▶ _Exercise prompt_
Within the records that follow, count the lines containing the string "TreasuryUpdate". Reply only with the count.

The input section start

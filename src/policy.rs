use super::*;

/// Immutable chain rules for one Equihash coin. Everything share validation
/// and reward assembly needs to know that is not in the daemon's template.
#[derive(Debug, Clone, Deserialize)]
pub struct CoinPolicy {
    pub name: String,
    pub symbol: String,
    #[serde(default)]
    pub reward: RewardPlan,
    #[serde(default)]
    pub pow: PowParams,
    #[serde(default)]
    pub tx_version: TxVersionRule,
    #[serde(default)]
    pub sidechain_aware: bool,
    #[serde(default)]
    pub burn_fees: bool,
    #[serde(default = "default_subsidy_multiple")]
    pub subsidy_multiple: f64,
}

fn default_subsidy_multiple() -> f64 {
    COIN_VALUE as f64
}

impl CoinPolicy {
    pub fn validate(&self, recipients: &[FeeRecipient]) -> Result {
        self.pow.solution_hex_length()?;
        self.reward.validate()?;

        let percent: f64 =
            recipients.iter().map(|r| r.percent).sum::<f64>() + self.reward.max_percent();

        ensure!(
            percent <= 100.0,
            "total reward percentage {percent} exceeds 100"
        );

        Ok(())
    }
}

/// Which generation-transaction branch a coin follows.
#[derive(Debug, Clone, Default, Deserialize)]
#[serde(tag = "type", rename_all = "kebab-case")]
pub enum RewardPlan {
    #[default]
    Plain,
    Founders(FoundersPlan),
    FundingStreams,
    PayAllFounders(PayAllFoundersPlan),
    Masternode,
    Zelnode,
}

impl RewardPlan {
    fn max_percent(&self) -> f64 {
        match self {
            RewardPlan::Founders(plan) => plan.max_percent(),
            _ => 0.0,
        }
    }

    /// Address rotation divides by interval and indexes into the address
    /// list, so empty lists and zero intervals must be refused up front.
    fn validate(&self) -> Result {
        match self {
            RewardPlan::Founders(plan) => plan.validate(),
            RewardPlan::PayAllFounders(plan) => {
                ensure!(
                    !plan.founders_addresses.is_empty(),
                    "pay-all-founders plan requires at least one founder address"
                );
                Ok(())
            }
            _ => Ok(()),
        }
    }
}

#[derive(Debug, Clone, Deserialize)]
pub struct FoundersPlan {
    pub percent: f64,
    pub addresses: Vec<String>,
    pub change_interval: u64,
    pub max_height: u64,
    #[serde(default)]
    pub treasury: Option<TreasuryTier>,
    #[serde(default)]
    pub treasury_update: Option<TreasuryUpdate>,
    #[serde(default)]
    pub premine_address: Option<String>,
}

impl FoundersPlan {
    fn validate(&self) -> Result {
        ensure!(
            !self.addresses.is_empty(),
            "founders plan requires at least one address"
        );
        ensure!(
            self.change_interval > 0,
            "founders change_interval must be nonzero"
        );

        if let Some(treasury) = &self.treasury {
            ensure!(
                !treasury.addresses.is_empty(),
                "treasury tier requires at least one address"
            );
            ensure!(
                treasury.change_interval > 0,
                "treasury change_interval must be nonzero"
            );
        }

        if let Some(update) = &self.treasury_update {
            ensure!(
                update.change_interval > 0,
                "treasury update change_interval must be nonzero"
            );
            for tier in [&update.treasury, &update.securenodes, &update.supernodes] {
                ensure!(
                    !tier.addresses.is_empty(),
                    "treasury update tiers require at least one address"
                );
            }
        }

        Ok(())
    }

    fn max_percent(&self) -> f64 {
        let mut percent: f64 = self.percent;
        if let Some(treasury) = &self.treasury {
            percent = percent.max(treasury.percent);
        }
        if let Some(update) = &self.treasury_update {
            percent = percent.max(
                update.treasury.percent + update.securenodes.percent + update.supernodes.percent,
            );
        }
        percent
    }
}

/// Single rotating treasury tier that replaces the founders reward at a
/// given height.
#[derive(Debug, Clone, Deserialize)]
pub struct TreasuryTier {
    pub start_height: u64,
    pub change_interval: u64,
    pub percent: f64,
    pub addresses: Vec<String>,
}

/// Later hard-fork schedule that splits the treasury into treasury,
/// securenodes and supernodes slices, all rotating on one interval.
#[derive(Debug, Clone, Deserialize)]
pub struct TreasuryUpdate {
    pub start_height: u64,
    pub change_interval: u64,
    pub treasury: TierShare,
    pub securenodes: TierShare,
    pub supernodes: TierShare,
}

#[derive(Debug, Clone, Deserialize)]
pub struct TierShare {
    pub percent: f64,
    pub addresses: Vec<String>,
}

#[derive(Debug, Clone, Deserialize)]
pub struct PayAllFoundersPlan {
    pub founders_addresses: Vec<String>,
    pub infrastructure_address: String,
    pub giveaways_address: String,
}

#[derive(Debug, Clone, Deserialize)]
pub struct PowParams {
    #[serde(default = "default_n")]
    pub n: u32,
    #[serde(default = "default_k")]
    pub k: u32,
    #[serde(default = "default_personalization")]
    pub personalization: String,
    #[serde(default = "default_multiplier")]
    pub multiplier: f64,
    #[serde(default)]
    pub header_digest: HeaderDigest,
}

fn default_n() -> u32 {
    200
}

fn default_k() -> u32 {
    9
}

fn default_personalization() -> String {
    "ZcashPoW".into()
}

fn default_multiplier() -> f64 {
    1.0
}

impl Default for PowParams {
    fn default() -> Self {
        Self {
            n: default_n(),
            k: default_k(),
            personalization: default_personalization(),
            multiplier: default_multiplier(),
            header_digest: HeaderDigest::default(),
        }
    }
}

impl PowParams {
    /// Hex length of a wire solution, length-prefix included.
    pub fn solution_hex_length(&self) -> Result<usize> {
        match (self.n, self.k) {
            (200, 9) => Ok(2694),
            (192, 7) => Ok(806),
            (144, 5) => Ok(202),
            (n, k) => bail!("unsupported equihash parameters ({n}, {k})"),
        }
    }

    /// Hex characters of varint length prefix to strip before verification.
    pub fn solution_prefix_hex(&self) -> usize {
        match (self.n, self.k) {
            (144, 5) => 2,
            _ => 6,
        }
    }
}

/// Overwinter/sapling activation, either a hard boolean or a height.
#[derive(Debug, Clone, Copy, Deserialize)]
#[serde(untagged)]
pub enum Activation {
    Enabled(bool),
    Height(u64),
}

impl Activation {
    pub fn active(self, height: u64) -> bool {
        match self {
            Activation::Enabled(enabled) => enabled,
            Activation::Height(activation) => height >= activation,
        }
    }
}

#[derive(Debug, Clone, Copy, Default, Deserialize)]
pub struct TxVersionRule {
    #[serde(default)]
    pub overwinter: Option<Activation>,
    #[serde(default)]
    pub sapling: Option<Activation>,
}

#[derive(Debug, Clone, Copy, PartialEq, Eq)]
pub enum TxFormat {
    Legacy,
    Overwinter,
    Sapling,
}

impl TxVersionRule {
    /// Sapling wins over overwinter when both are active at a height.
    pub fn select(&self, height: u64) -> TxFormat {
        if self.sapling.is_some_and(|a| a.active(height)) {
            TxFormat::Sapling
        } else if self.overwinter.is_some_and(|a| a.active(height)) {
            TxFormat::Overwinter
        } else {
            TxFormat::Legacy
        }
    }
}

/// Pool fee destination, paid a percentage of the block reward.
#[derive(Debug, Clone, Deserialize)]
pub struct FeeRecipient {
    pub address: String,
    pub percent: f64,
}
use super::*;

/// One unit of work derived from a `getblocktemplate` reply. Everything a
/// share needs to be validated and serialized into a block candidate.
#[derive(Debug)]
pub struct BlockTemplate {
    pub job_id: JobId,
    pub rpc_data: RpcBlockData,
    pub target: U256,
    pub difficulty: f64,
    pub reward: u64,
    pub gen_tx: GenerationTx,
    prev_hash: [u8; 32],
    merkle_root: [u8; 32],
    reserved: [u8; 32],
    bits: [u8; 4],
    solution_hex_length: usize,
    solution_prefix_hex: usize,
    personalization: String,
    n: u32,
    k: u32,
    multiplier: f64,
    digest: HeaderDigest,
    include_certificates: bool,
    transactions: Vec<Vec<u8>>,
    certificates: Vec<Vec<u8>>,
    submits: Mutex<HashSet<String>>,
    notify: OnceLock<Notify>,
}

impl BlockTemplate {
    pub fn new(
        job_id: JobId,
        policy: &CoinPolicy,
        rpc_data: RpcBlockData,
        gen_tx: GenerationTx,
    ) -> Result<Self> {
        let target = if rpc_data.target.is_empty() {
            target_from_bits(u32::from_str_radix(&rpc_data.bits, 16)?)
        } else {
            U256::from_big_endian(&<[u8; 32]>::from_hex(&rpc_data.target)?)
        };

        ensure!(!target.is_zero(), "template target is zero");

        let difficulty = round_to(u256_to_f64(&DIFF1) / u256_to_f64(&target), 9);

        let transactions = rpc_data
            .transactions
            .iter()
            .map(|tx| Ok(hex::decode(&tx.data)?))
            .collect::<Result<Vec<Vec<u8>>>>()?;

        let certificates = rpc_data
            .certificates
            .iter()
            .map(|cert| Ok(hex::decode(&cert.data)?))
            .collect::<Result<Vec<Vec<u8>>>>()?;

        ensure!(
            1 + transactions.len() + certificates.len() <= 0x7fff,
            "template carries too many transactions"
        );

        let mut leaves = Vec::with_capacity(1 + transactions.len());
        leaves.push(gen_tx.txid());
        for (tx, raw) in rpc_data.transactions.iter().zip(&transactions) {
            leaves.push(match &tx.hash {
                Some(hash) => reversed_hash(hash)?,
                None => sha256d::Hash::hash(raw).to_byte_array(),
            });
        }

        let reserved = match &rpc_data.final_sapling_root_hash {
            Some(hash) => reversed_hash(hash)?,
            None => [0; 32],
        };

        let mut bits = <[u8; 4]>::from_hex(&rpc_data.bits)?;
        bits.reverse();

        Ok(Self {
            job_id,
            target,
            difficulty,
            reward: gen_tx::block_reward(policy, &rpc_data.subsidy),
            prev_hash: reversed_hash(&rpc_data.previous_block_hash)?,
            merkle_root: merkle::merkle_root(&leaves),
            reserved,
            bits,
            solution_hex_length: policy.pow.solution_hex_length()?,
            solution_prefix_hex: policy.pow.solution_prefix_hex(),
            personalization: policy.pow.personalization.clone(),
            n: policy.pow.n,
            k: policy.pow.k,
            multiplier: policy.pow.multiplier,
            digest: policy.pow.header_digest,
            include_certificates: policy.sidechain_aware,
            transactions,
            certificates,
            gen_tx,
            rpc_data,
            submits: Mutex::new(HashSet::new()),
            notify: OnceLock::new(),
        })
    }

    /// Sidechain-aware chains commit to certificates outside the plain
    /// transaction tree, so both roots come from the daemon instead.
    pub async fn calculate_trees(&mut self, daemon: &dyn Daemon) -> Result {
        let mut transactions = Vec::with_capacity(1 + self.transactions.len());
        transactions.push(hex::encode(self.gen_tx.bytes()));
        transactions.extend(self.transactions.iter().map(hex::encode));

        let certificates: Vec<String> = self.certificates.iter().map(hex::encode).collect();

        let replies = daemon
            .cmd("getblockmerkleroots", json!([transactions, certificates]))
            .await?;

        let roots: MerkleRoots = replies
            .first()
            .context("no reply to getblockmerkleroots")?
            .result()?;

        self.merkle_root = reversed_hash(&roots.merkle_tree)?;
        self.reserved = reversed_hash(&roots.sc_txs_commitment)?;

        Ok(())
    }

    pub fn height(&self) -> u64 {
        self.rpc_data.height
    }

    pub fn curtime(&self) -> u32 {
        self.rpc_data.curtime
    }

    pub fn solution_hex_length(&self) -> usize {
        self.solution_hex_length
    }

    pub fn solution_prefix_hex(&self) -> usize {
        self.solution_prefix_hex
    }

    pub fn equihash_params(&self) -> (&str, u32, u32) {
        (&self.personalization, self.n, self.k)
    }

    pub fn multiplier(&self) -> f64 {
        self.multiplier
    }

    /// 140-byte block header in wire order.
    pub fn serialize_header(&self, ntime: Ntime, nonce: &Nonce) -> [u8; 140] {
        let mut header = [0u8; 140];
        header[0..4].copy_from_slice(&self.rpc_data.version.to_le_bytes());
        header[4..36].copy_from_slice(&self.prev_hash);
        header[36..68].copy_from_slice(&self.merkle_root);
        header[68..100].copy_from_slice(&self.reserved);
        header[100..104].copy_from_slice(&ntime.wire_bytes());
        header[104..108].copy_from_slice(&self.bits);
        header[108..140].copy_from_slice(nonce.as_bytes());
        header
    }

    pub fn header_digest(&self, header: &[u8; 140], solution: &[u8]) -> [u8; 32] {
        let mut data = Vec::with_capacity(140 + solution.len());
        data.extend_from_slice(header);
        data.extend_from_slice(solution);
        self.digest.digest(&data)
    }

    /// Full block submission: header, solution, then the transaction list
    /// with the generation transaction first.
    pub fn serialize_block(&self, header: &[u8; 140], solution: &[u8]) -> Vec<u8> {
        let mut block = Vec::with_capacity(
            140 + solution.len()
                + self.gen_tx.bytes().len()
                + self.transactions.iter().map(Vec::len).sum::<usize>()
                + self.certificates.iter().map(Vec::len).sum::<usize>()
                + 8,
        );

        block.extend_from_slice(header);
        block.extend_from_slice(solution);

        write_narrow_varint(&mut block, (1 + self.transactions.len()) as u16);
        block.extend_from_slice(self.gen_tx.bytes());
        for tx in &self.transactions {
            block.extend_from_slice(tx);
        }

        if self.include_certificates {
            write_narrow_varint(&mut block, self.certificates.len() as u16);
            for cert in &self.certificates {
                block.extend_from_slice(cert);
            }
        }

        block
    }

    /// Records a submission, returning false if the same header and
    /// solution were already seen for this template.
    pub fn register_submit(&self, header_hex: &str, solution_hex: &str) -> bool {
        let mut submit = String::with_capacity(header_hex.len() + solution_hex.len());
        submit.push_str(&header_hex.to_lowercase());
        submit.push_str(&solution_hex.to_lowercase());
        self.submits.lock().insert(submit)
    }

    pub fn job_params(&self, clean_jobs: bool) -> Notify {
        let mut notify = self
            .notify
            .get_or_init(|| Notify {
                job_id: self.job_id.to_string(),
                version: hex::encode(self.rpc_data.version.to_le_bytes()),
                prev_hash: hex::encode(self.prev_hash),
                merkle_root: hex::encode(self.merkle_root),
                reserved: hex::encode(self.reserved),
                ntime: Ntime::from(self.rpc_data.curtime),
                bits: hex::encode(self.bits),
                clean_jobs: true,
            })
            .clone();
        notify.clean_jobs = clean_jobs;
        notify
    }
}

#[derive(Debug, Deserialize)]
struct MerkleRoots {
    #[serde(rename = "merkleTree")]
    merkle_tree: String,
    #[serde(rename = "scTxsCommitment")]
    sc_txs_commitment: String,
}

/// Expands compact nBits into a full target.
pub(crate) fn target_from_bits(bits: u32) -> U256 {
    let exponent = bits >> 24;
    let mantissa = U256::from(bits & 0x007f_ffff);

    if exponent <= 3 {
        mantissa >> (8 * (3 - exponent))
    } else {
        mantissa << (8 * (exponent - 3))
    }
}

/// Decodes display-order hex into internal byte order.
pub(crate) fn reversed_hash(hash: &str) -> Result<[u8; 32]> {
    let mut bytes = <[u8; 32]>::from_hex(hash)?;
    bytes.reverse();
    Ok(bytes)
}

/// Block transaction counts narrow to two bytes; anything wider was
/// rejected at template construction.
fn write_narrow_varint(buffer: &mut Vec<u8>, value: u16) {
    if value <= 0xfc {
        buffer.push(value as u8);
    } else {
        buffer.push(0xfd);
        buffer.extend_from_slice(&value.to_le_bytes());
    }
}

The input section end

▶ _Solution to the problem_
2